Take the material below from its first line through the line containing "sans-serif; background: #121212;" and, please, write those lines again exactly.

● ● ●

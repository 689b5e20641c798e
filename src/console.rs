use crate::app::AppState;
use crate::config::PROJECT_NAME;
use axum::extract::State;
use axum::response::Html;

const CONSOLE_TEMPLATE: &str = r#"<!DOCTYPE html>
<html lang="en">
<head>
<meta charset="UTF-8">
<title>{{PROJECT}} console</title>
<style>
  body { font-family: sans-serif; background: #121212; color: #e0e0e0; margin: 0; display: flex; height: 100vh; }
  aside { width: 340px; padding: 20px; background: #1e1e1e; box-sizing: border-box; }
  main { flex: 1; padding: 20px; display: flex; flex-direction: column; }
  input, select, textarea, button { width: 100%; box-sizing: border-box; margin-bottom: 10px; padding: 8px; }
  #out { flex: 1; background: #000; padding: 16px; white-space: pre-wrap; overflow-y: auto; border-radius: 6px; }
</style>
</head>
<body>
<aside>
  <h2>{{PROJECT}}</h2>
  <label>API key</label>
  <input id="key" type="password" placeholder="Bearer key, if one is configured">
  <label>Model</label>
  <select id="model">{{MODEL_OPTIONS}}</select>
  <label>Prompt</label>
  <textarea id="prompt" rows="5"></textarea>
  <button id="send">Send</button>
</aside>
<main><div id="out"></div></main>
<script>
document.getElementById('send').onclick = async () => {
  const out = document.getElementById('out');
  const key = document.getElementById('key').value.trim();
  out.textContent = '';
  const headers = { 'Content-Type': 'application/json' };
  if (key) headers['Authorization'] = 'Bearer ' + key;
  const res = await fetch('/v1/chat/completions', {
    method: 'POST',
    headers,
    body: JSON.stringify({
      model: document.getElementById('model').value,
      messages: [{ role: 'user', content: document.getElementById('prompt').value }],
      stream: true
    })
  });
  if (!res.ok) { out.textContent = await res.text(); return; }
  const reader = res.body.getReader();
  const decoder = new TextDecoder();
  let buffer = '';
  for (;;) {
    const { done, value } = await reader.read();
    if (done) break;
    buffer += decoder.decode(value, { stream: true });
    const frames = buffer.split('\n\n');
    buffer = frames.pop();
    for (const frame of frames) {
      const data = frame.replace(/^data: /, '');
      if (data === '[DONE]') continue;
      try { out.textContent += JSON.parse(data).choices[0].delta.content || ''; } catch (e) {}
    }
  }
};
</script>
</body>
</html>
"#;

pub async fn console(State(state): State<AppState>) -> Html<String> {
    Html(render_console(&state.config.models))
}

fn render_console(models: &[String]) -> String {
    let options: String = models
        .iter()
        .map(|m| {
            let m = escape_html(m);
            format!("<option value=\"{m}\">{m}</option>")
        })
        .collect();
    CONSOLE_TEMPLATE
        .replace("{{PROJECT}}", PROJECT_NAME)
        .replace("{{MODEL_OPTIONS}}", &options)
}

fn escape_html(raw: &str) -> String {
    raw.replace('&', "&amp;")
        .replace('<', "&lt;")
        .replace('>', "&gt;")
        .replace('"', "&quot;")
}
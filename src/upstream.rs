use crate::config::UpstreamConfig;
use crate::error::AppError;
use axum::http::{HeaderMap, HeaderName, HeaderValue, StatusCode};
use serde::{Deserialize, Serialize};
use serde_json::Value;
use std::time::Duration;

const SESSION_PATH: &str = "/chatbotSession/addV3";
const CHAT_STREAM_PATH: &str = "/chatbotLog/chat/stream/creditV2";
const SUCCESS_CODE: i64 = 200;

#[derive(Debug, thiserror::Error)]
pub enum UpstreamError {
    #[error("upstream status {status}: {body}")]
    Unavailable { status: StatusCode, body: String },
    #[error("upstream returned invalid session data: {0}")]
    AuthOrProtocol(String),
    #[error("upstream request failed: {0}")]
    Transport(String),
    #[error("upstream request timed out after {}ms", .0.as_millis())]
    Timeout(Duration),
}

impl UpstreamError {
    pub fn kind_label(&self) -> &'static str {
        match self {
            UpstreamError::Unavailable { .. } => "unavailable",
            UpstreamError::AuthOrProtocol(_) => "auth_or_protocol",
            UpstreamError::Transport(_) => "transport",
            UpstreamError::Timeout(_) => "timeout",
        }
    }

    fn from_reqwest(err: reqwest::Error, timeout: Duration) -> Self {
        if err.is_timeout() {
            UpstreamError::Timeout(timeout)
        } else {
            UpstreamError::Transport(err.to_string())
        }
    }
}

impl From<UpstreamError> for AppError {
    fn from(err: UpstreamError) -> Self {
        AppError::internal(err.to_string())
    }
}

#[derive(Debug, Clone, PartialEq, Eq)]
pub struct UpstreamSession {
    pub session_id: String,
    pub model: String,
}

#[derive(Debug, Serialize)]
#[serde(rename_all = "camelCase")]
struct SessionPayload<'a> {
    site: &'a str,
    first_content: &'a str,
    chat_log_num: &'a str,
    llm_model_name: &'a str,
}

#[derive(Debug, Serialize)]
#[serde(rename_all = "camelCase")]
struct ChatPayload<'a> {
    site: &'a str,
    chat_log_num: &'a str,
    content: &'a str,
    model_grade: &'a str,
    session_id: &'a str,
    user_message_temp_id: String,
    assistant_message_temp_id: String,
}

#[derive(Debug, Deserialize)]
struct SessionEnvelope {
    #[serde(default)]
    code: Option<i64>,
    #[serde(default)]
    data: Option<SessionData>,
}

#[derive(Debug, Deserialize)]
#[serde(rename_all = "camelCase")]
struct SessionData {
    #[serde(default)]
    session_id: Option<Value>,
}

/// Header set the upstream's abuse filter expects from a browser tab.
pub fn browser_headers(config: &UpstreamConfig) -> Result<HeaderMap, AppError> {
    let pairs: [(&'static str, &str); 11] = [
        ("accept", "*/*"),
        ("accept-language", "zh-CN,zh;q=0.9,en;q=0.8"),
        ("origin", &config.origin),
        ("referer", &config.referer),
        ("user-agent", &config.user_agent),
        (
            "sec-ch-ua",
            "\"Chromium\";v=\"142\", \"Google Chrome\";v=\"142\", \"Not_A Brand\";v=\"99\"",
        ),
        ("sec-ch-ua-mobile", "?0"),
        ("sec-ch-ua-platform", "\"Windows\""),
        ("sec-fetch-dest", "empty"),
        ("sec-fetch-mode", "cors"),
        ("sec-fetch-site", "cross-site"),
    ];
    let mut headers = HeaderMap::new();
    for (name, value) in pairs {
        let value = HeaderValue::from_str(value)
            .map_err(|err| AppError::config(format!("invalid header {name}: {err}")))?;
        headers.insert(HeaderName::from_static(name), value);
    }
    Ok(headers)
}

/// Opens a fresh upstream conversation seeded with `prompt`.
pub async fn init_session(
    client: &reqwest::Client,
    config: &UpstreamConfig,
    model: &str,
    prompt: &str,
) -> Result<UpstreamSession, UpstreamError> {
    let payload = SessionPayload {
        site: &config.site,
        first_content: prompt,
        chat_log_num: &config.chat_log_num,
        llm_model_name: model,
    };
    let resp = client
        .post(join_url(&config.base_url, SESSION_PATH))
        .timeout(config.session_timeout)
        .bearer_auth(&config.token)
        .json(&payload)
        .send()
        .await
        .map_err(|err| UpstreamError::from_reqwest(err, config.session_timeout))?;
    let resp = ensure_success(resp).await?;
    let text = resp
        .text()
        .await
        .map_err(|err| UpstreamError::from_reqwest(err, config.session_timeout))?;
    let session_id = parse_session_id(&text)?;
    tracing::debug!(session_id = %session_id, model, "upstream session opened");
    Ok(UpstreamSession {
        session_id,
        model: model.to_string(),
    })
}

/// Posts `prompt` into `session` and hands back the unread streaming response.
pub async fn send_chat(
    client: &reqwest::Client,
    config: &UpstreamConfig,
    session: &UpstreamSession,
    prompt: &str,
) -> Result<reqwest::Response, UpstreamError> {
    let payload = ChatPayload {
        site: &config.site,
        chat_log_num: &config.chat_log_num,
        content: prompt,
        model_grade: "common",
        session_id: &session.session_id,
        user_message_temp_id: temp_message_id(),
        assistant_message_temp_id: temp_message_id(),
    };
    // Bound the response head only; reqwest's request timeout also covers the body.
    let send = client
        .post(join_url(&config.base_url, CHAT_STREAM_PATH))
        .bearer_auth(&config.token)
        .json(&payload)
        .send();
    let resp = tokio::time::timeout(config.session_timeout, send)
        .await
        .map_err(|_| UpstreamError::Timeout(config.session_timeout))?
        .map_err(|err| UpstreamError::from_reqwest(err, config.session_timeout))?;
    tracing::debug!(
        session_id = %session.session_id,
        model = %session.model,
        user_message_temp_id = %payload.user_message_temp_id,
        "upstream chat stream opened"
    );
    ensure_success(resp).await
}

async fn ensure_success(resp: reqwest::Response) -> Result<reqwest::Response, UpstreamError> {
    let status = resp.status();
    if !status.is_success() {
        let body = resp.text().await.unwrap_or_default();
        return Err(UpstreamError::Unavailable { status, body });
    }
    Ok(resp)
}

fn parse_session_id(text: &str) -> Result<String, UpstreamError> {
    let envelope: SessionEnvelope = serde_json::from_str(text)
        .map_err(|_| UpstreamError::AuthOrProtocol(text.to_string()))?;
    if envelope.code != Some(SUCCESS_CODE) {
        return Err(UpstreamError::AuthOrProtocol(text.to_string()));
    }
    let session_id = envelope
        .data
        .and_then(|d| d.session_id)
        .and_then(|id| match id {
            Value::String(s) => Some(s),
            Value::Number(n) => Some(n.to_string()),
            _ => None,
        })
        .filter(|id| !id.is_empty());
    session_id.ok_or_else(|| UpstreamError::AuthOrProtocol(text.to_string()))
}

/// `<unix millis>-<8 random hex chars>`, unique within a session.
pub fn temp_message_id() -> String {
    let suffix: String = uuid::Uuid::new_v4()
        .simple()
        .to_string()
        .chars()
        .take(8)
        .collect();
    format!("{}-{}", chrono::Utc::now().timestamp_millis(), suffix)
}

fn join_url(base: &str, path: &str) -> String {
    format!(
        "{}/{}",
        base.trim_end_matches('/'),
        path.trim_start_matches('/')
    )
}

● ● ●

Written answer
repository 689b5e20641c798e
filename src/console.rs
use crate::app::AppState;
use crate::config::PROJECT_NAME;
use axum::extract::State;
use axum::response::Html;

const CONSOLE_TEMPLATE: &str = r#"<!DOCTYPE html>
<html lang="en">
<head>
<meta charset="UTF-8">
<title>{{PROJECT}} console</title>
<style>
  body { font-family: sans-serif; background: #121212; color: #e0e0e0; margin: 0; display: flex; height: 100vh; }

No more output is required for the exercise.